John Irving liebt lange Romane. Unter siebenhundert Seiten hat er es wieder nicht gemacht. "Witwe für ein Jahr" - ein Schmöker. Der beste seit "Hotel New Hampshire", um das gleich zu sagen. Irving sagt, das Schreiben sei wie ein Kampf. Irving ist Ringer und trainiert täglich drei Stunden in seiner Turnhalle. Man müsse auf eine Geschichte zugehen wie auf einen Gegner." Doch der Gegner sei dieses Mal ein Leichtgewicht gewesen. Irving bekennt sich zu seiner Rolle als allwissendem Erzähler. Er finge gar nicht erst an zu schreiben, wenn er das Ende des Romans nicht kenne. Autoren, die so tun, als könnte man seine Geschichte im Prozeß des Schreibens entwickeln, mißtraut er. Und wen er noch weniger schätzt, sind jene Kollegen, die mit theroretischem Rüstzeug an die Arbeit eines Romans gehen."Ein guter Romanautorr hat keine Theorie". Die Selbstverständlichkeit, mit der Irving sein literarisches Credo vorträgt, befremdet und fasziniert zugleich: "Nein, ich habe für meine Romane überhaupt keine Theorie. Am Anfang meiner Romane stehen die Figuren, wie sich ihre Wege kreuzen, ein ganzes Leben lang. Mich interessieren Lebensgeschichten. Wer Theorien zum Leben hat, sollte Sachbücher schreiben und keine Romane. Romane handeln nicht von etwas. Romane sind die Form für eine gut gebaute Geschichte. Romane, die mir gefallen, haben keine tiefere Bedeutung. Was zählt, ist allein das, was auf dem Papier steht."

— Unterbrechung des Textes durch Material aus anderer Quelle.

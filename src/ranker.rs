use crate::report::FailureReport;
use crate::types::{ArticleCluster, Result};
use async_trait::async_trait;
use std::cmp::Ordering;
use std::collections::HashMap;
use std::sync::Arc;
use tokio::sync::Mutex;
use tracing::{debug, info};

/// Lower and upper bounds of the importance scale. Scores returned by a
/// model are clamped into this range; a failed scoring call yields
/// `SCORE_MIN` so the article is deprioritized rather than dropped.
pub const SCORE_MIN: f64 = 0.0;
pub const SCORE_MAX: f64 = 10.0;

/// AI-backed importance judgment, injected so tests can substitute a
/// deterministic stub.
#[async_trait]
pub trait ScoreModel: Send + Sync {
    /// Score the importance of a story's text within `[SCORE_MIN, SCORE_MAX]`.
    async fn score(&self, text: &str) -> Result<f64>;
}

/// Ranking stage: assigns each canonical article an importance score and
/// orders clusters within each category by descending score.
pub struct Ranker {
    model: Arc<dyn ScoreModel>,
    report: Arc<FailureReport>,
    // Per-run memo so repeated identical texts cost one model call.
    cache: Mutex<HashMap<String, f64>>,
}

impl Ranker {
    pub fn new(model: Arc<dyn ScoreModel>, report: Arc<FailureReport>) -> Self {
        Self {
            model,
            report,
            cache: Mutex::new(HashMap::new()),
        }
    }

    /// Score every cluster's canonical article and return the clusters
    /// grouped by category, ordered by descending score. Ties break on
    /// `published_at` (more recent wins), then id.
    pub async fn rank(&self, mut clusters: Vec<ArticleCluster>) -> Vec<ArticleCluster> {
        for cluster in &mut clusters {
            let score = self.score_article(cluster).await;
            cluster.canonical.importance_score = Some(score);
        }
        clusters.sort_by(compare_ranked);
        info!(clusters = clusters.len(), "ranking complete");
        clusters
    }

    async fn score_article(&self, cluster: &ArticleCluster) -> f64 {
        let text = cluster.canonical.best_text();
        let key = text_key(text);
        if let Some(&cached) = self.cache.lock().await.get(&key) {
            debug!(id = %cluster.canonical.id, "reusing cached score");
            return cached;
        }
        match self.model.score(text).await {
            Ok(raw) => {
                let score = raw.clamp(SCORE_MIN, SCORE_MAX);
                self.cache.lock().await.insert(key, score);
                score
            }
            Err(e) => {
                self.report
                    .record_scoring_failure(&cluster.canonical.id, &e.to_string());
                SCORE_MIN
            }
        }
    }
}

fn text_key(text: &str) -> String {
    use sha2::{Digest as _, Sha256};
    format!("{:x}", Sha256::digest(text.as_bytes()))
}

fn compare_ranked(a: &ArticleCluster, b: &ArticleCluster) -> Ordering {
    a.category()
        .cmp(b.category())
        .then_with(|| {
            b.score()
                .partial_cmp(&a.score())
                .unwrap_or(Ordering::Equal)
        })
        .then_with(|| b.canonical.published_at.cmp(&a.canonical.published_at))
        .then_with(|| a.canonical.id.cmp(&b.canonical.id))
}
use crate::config::DedupConfig;
use crate::types::{Article, ArticleCluster, TextSignature};
use std::cmp::Ordering;
use tracing::{debug, info};

/// Deduplication stage: partitions articles into clusters of near-duplicate
/// coverage of the same story.
///
/// Clustering is transitive-closure based: if A~B and B~C meet the
/// similarity threshold, all three land in one cluster even when A~C alone
/// would not. Input order does not affect the result.
pub struct Deduplicator {
    config: DedupConfig,
}

impl Deduplicator {
    pub fn new(config: DedupConfig) -> Self {
        Self { config }
    }

    /// Partition `articles` into clusters. Every input article appears in
    /// exactly one cluster's members.
    pub fn deduplicate(&self, mut articles: Vec<Article>) -> Vec<ArticleCluster> {
        // Canonicalize input order so the partition is deterministic and
        // idempotent regardless of how ingestion interleaved feeds.
        articles.sort_by(|a, b| a.id.cmp(&b.id));

        for article in &mut articles {
            if article.text_signature.is_none() {
                article.text_signature = Some(TextSignature::from_text(
                    article.best_text(),
                    self.config.shingle_size,
                ));
            }
        }

        let n = articles.len();
        let mut uf = UnionFind::new(n);
        for i in 0..n {
            for j in (i + 1)..n {
                let similarity = signature(&articles[i]).jaccard(signature(&articles[j]));
                if similarity >= self.config.similarity_threshold {
                    debug!(
                        a = %articles[i].id,
                        b = %articles[j].id,
                        similarity,
                        "merging near-duplicate articles"
                    );
                    uf.union(i, j);
                }
            }
        }

        let mut groups: Vec<Vec<Article>> = vec![Vec::new(); n];
        for (i, article) in articles.into_iter().enumerate() {
            groups[uf.find(i)].push(article);
        }

        let mut clusters: Vec<ArticleCluster> = groups
            .into_iter()
            .filter(|members| !members.is_empty())
            .map(build_cluster)
            .collect();
        clusters.sort_by(|a, b| a.canonical.id.cmp(&b.canonical.id));

        info!(
            input = n,
            clusters = clusters.len(),
            "deduplication complete"
        );
        clusters
    }
}

fn signature(article: &Article) -> &TextSignature {
    article
        .text_signature
        .as_ref()
        .expect("signature computed before clustering")
}

/// Choose the canonical representative and order members for attribution:
/// canonical first, remaining members by id.
fn build_cluster(mut members: Vec<Article>) -> ArticleCluster {
    let canonical_idx = members
        .iter()
        .enumerate()
        .max_by(|(_, a), (_, b)| prefer_canonical(a, b))
        .map(|(i, _)| i)
        .expect("cluster has at least one member");
    let canonical = members.remove(canonical_idx);
    members.sort_by(|a, b| a.id.cmp(&b.id));
    let mut ordered = Vec::with_capacity(members.len() + 1);
    ordered.push(canonical.clone());
    ordered.extend(members);
    ArticleCluster {
        canonical,
        members: ordered,
    }
}

/// Canonical preference: enriched content present, then most recently
/// published, then smallest id for determinism.
fn prefer_canonical(a: &Article, b: &Article) -> Ordering {
    a.enriched_content
        .is_some()
        .cmp(&b.enriched_content.is_some())
        .then_with(|| a.published_at.cmp(&b.published_at))
        .then_with(|| b.id.cmp(&a.id))
}

struct UnionFind {
    parent: Vec<usize>,
}

impl UnionFind {
    fn new(n: usize) -> Self {
        Self {
            parent: (0..n).collect(),
        }
    }

    fn find(&mut self, mut x: usize) -> usize {
        while self.parent[x] != x {
            self.parent[x] = self.parent[self.parent[x]];
            x = self.parent[x];
        }
        x
    }

    fn union(&mut self, a: usize, b: usize) {
        let ra = self.find(a);
        let rb = self.find(b);
        if ra != rb {
            // Attach the larger root under the smaller so cluster identity
            // does not depend on merge order.
            if ra < rb {
                self.parent[rb] = ra;
            } else {
                self.parent[ra] = rb;
            }
        }
    }
}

Hajo Steinert | 10.03.1999
    Das Credo eines Erzählers, der seine Intelligenz mit vorgespielter Naivität tarnt. Irving gefällt sich in der Rolle des Anti-Intellektuellen, und sei es, daß er sie nur spielt, weil er keine Lust hat, die immergleichen Fragen gestellt zu bekommen. Journalisten gehören nicht unbedingt zu den Lieblingsmenschen John Irvings. Daß er dieses Mal eine gute Geschichte geschrieben habe, davon ist er so überzeugt wie von seiner Leistungsstärke als Ringer, auch wenn der 56jährige heute nur noch in der Seniorenklasse mithalten kann. Der Mann zeigt Muskeln, in jeder Beziehung und jedem, der sie sehen will. "Die Geschichte ist einfach gut", so John Irving. "Flott erzählt. Dabei ist sie viel leichter zu verstehen als irgendeiner meiner letzten vier Romane. Eine chronologische Erzählweise - das ist für mich, den Autor, wie auch für den Leser eine leichtfüßigere Angelegenheit als jene Romane, die eigentlich erst in der Mitte richtig zur Sache kommen. Romane, die ihren Handlungsverlauf mit Rückblenden unterbrechen müssen, um in der Geschichte voranzukommen. Denken Sie nur an meine früheren Romane: ‘Zirkuskind’, ‘Gotteswerk und Teufels Beitrag’, ‘Owen Meaney’. Einen streng chronologisch erzählten Roman habe ich seit ‘Hotel New Hampshire’ nicht mehr geschrieben. ‘Witwe für ein Jahr’ ist meine Rückkehr zu einer simpleren Form des Erzählens. Neu ist allerdings: Der Roman ist wie ein Theaterstück aufgebaut."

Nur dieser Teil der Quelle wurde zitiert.